- Problem to work on -
Please repeat all the entries. Nothing may differ.

- Collected data -
//! Text form of a LOC file
//!
//! A line-oriented `key=value` document grouped into sections, one section
//! per language chunk:
//!
//! ```text
//! [LOCL_CHUNK_0]
//! LOCL_CHUNK_0_STRING_0=Hello
//! LOCL_CHUNK_0_STRING_1=World
//! ```
//!
//! Lines starting with `#` are comments. Values are escaped with
//! [`escape_value`] so every string stays on one line. Section and key order
//! carry the chunk and string order; keys themselves are informational.

mod escape;

pub use escape::{escape_value, unescape_value};

use std::fmt::Write as _;
use std::path::Path;

use crate::error::{Error, Result};

/// Marker opening a section header line
pub const SECTION_MARKER: char = '[';

/// Marker opening a comment line
pub const COMMENT_MARKER: char = '#';

/// Written by some Windows editors at the start of UTF-8 files
const BYTE_ORDER_MARK: char = '\u{feff}';

/// One `key=value` line, value unescaped
#[derive(Debug, Clone, PartialEq, Eq)]
pub struct TextEntry {
    pub key: String,
    pub value: String,
}

/// One `[SECTION]` and its entries in order
#[derive(Debug, Clone, PartialEq, Eq)]
pub struct TextSection {
    pub id: String,
    pub entries: Vec<TextEntry>,
}

impl TextSection {
    #[must_use]
    pub fn new(id: impl Into<String>) -> Self {
        Self {
            id: id.into(),
            entries: Vec::new(),
        }
    }

    pub fn push(&mut self, key: impl Into<String>, value: impl Into<String>) {
        self.entries.push(TextEntry {
            key: key.into(),
            value: value.into(),
        });
    }
}

/// A parsed or generated text document
#[derive(Debug, Clone, Default, PartialEq, Eq)]
pub struct TextDocument {
    pub sections: Vec<TextSection>,
}

impl TextDocument {
    #[must_use]
    pub fn new() -> Self {
        Self::default()
    }

    /// Total number of entries across all sections
    #[must_use]
    pub fn entry_count(&self) -> usize {
        self.sections.iter().map(|s| s.entries.len()).sum()
    }

    /// Render the document. Sections are separated by a blank line.
    #[must_use]
    pub fn render(&self) -> String {
        let mut out = String::new();
        for (i, section) in self.sections.iter().enumerate() {
            if i > 0 {
                out.push('\n');
            }
            let _ = writeln!(out, "[{}]", section.id);
            for entry in &section.entries {
                let _ = writeln!(out, "{}={}", entry.key, escape_value(&entry.value));
            }
        }
        out
    }

    /// Parse a document.
    ///
    /// A leading byte-order mark is ignored. Blank lines and `#` comments are
    /// skipped. A value runs from the first `=` to the end of the line.
    ///
    /// # Errors
    /// Returns [`Error::OrphanTextEntry`] for an entry before the first section
    /// and [`Error::MalformedTextLine`] for a line that is none of section,
    /// comment or entry.
    pub fn parse(content: &str) -> Result<Self> {
        let content = content.strip_prefix(BYTE_ORDER_MARK).unwrap_or(content);
        let mut sections: Vec<TextSection> = Vec::new();

        for (n, line) in content.lines().enumerate() {
            let line_no = n + 1;
            let trimmed = line.trim();

            if trimmed.is_empty() || trimmed.starts_with(COMMENT_MARKER) {
                continue;
            }

            if trimmed.starts_with(SECTION_MARKER) {
                let id = trimmed
                    .trim_start_matches(SECTION_MARKER)
                    .trim_end_matches(']')
                    .trim();
                sections.push(TextSection::new(id));
                continue;
            }

            let Some((key, value)) = line.split_once('=') else {
                return Err(Error::MalformedTextLine {
                    line: line_no,
                    content: line.to_string(),
                });
            };
            let Some(section) = sections.last_mut() else {
                return Err(Error::OrphanTextEntry { line: line_no });
            };
            section.push(key.trim(), unescape_value(value));
        }

        Ok(Self { sections })
    }

    /// Read and parse a UTF-8 text file
    ///
    /// # Errors
    /// Returns an error if the file cannot be read or parsed.
    pub fn read<P: AsRef<Path>>(path: P) -> Result<Self> {
        let content = std::fs::read_to_string(path)?;
        Self::parse(&content)
    }
}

- Response area -
//! Text form of a LOC file
//!
//! A line-oriented `key=value` document grouped into sections, one section
//! per language chunk:
//!
//! ```text
//! [LOCL_CHUNK_0]
//! LOCL_CHUNK_0_STRING_0=Hello
//! LOCL_CHUNK_0_STRING_1=World
//! ```
//!
//! Lines starting with `#` are comments. Values are escaped with
//! [`escape_value`] so every string stays on one line. Section and key order
//! carry the chunk and string order; keys themselves are informational.

mod escape;

pub use escape::{escape_value, unescape_value};

use std::fmt::Write as _;
use std::path::Path;

use crate::error::{Error, Result};

/// Marker opening a section header line
pub const SECTION_MARKER: char = '[';

/// Marker opening a comment line
pub const COMMENT_MARKER: char = '#';

/// Written by some Windows editors at the start of UTF-8 files
const BYTE_ORDER_MARK: char = '\u{feff}';

/// One `key=value` line, value unescaped
#[derive(Debug, Clone, PartialEq, Eq)]
pub struct TextEntry {
    pub key: String,
    pub value: String,
}

/// One `[SECTION]` and its entries in order
#[derive(Debug, Clone, PartialEq, Eq)]
pub struct TextSection {
    pub id: String,
    pub entries: Vec<TextEntry>,
}

impl TextSection {
    #[must_use]
    pub fn new(id: impl Into<String>) -> Self {
        Self {
            id: id.into(),
            entries: Vec::new(),
        }
    }

    pub fn push(&mut self, key: impl Into<String>, value: impl Into<String>) {
        self.entries.push(TextEntry {
            key: key.into(),
            value: value.into(),
        });
    }
}

/// A parsed or generated text document
#[derive(Debug, Clone, Default, PartialEq, Eq)]
pub struct TextDocument {
    pub sections: Vec<TextSection>,
}

impl TextDocument {
    #[must_use]
    pub fn new() -> Self {
        Self::default()
    }

    /// Total number of entries across all sections
    #[must_use]
    pub fn entry_count(&self) -> usize {
        self.sections.iter().map(|s| s.entries.len()).sum()
    }

    /// Render the document. Sections are separated by a blank line.
    #[must_use]
    pub fn render(&self) -> String {
        let mut out = String::new();
        for (i, section) in self.sections.iter().enumerate() {
            if i > 0 {
                out.push('\n');
            }
            let _ = writeln!(out, "[{}]", section.id);
            for entry in &section.entries {
                let _ = writeln!(out, "{}={}", entry.key, escape_value(&entry.value));
            }
        }
        out
    }

    /// Parse a document.
    ///
    /// A leading byte-order mark is ignored. Blank lines and `#` comments are
    /// skipped. A value runs from the first `=` to the end of the line.
    ///
    /// # Errors
    /// Returns [`Error::OrphanTextEntry`] for an entry before the first section
    /// and [`Error::MalformedTextLine`] for a line that is none of section,
    /// comment or entry.
    pub fn parse(content: &str) -> Result<Self> {
        let content = content.strip_prefix(BYTE_ORDER_MARK).unwrap_or(content);
        let mut sections: Vec<TextSection> = Vec::new();

        for (n, line) in content.lines().enumerate() {
            let line_no = n + 1;
            let trimmed = line.trim();

            if trimmed.is_empty() || trimmed.starts_with(COMMENT_MARKER) {
                continue;
            }

            if trimmed.starts_with(SECTION_MARKER) {
                let id = trimmed
                    .trim_start_matches(SECTION_MARKER)
                    .trim_end_matches(']')
                    .trim();
                sections.push(TextSection::new(id));
                continue;
            }

            let Some((key, value)) = line.split_once('=') else {
                return Err(Error::MalformedTextLine {
                    line: line_no,
                    content: line.to_string(),
                });
            };
            let Some(section) = sections.last_mut() else {
                return Err(Error::OrphanTextEntry { line: line_no });
            };
            section.push(key.trim(), unescape_value(value));
        }

        Ok(Self { sections })
    }

    /// Read and parse a UTF-8 text file
    ///
    /// # Errors
    /// Returns an error if the file cannot be read or parsed.
    pub fn read<P: AsRef<Path>>(path: P) -> Result<Self> {
        let content = std::fs::read_to_string(path)?;
        Self::parse(&content)
    }
}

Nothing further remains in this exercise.